### Work instructions
Across the listing, tally the lines in which the word "Result" occurs, then report the tally alone.

═══ Supplied information

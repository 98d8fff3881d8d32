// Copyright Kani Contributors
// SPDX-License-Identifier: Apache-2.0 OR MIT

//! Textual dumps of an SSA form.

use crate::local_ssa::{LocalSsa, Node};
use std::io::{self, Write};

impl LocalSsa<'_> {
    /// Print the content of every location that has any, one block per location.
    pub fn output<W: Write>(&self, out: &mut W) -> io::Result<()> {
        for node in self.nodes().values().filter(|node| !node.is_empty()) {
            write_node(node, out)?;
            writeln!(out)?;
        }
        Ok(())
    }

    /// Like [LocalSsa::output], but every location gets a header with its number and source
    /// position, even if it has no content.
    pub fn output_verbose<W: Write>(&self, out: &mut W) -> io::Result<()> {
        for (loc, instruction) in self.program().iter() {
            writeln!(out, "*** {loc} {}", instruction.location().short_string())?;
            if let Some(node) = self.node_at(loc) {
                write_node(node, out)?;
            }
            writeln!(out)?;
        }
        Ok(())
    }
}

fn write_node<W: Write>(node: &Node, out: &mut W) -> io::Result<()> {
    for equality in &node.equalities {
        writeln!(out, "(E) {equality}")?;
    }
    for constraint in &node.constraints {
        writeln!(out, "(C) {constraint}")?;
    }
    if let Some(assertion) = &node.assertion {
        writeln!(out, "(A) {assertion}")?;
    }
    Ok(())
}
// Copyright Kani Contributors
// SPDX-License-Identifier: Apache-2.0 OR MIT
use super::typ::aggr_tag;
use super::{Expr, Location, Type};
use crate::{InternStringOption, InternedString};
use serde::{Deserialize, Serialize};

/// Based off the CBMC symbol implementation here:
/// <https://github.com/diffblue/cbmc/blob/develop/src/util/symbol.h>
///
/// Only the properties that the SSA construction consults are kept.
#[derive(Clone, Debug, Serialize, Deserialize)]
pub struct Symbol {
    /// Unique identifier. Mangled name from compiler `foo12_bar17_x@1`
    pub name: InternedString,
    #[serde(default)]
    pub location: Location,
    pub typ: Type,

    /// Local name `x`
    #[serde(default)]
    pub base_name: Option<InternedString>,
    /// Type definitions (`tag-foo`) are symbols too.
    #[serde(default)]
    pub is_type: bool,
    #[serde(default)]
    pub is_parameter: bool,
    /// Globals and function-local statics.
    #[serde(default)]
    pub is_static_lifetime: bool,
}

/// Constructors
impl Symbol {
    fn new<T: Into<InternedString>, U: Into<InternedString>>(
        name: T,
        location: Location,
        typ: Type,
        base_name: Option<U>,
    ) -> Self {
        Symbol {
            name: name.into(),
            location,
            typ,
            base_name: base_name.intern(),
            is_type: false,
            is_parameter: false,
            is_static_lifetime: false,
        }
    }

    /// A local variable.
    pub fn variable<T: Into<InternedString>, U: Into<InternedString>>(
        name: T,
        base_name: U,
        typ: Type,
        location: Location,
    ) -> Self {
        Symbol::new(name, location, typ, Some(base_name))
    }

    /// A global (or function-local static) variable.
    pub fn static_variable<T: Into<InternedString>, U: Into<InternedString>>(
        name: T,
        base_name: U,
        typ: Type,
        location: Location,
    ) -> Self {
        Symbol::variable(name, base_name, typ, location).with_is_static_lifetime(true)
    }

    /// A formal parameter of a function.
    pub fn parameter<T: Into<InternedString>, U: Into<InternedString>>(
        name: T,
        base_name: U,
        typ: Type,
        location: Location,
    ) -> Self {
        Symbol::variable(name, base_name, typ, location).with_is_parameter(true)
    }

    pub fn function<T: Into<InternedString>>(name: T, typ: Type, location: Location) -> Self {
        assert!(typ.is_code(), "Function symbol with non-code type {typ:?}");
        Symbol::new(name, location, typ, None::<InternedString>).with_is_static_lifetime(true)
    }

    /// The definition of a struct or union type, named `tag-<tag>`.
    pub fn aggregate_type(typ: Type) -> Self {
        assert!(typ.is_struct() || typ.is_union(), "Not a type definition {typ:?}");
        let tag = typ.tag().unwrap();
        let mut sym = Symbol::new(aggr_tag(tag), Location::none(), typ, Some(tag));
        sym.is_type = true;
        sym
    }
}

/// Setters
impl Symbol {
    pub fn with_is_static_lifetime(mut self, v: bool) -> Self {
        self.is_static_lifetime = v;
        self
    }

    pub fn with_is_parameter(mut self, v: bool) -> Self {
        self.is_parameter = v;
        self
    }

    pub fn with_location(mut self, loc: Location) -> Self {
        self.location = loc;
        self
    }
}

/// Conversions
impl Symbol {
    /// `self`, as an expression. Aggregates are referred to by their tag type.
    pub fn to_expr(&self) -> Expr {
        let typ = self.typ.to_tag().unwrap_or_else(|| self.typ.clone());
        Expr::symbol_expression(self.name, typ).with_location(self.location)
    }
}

══════

### Solution to the exercise
3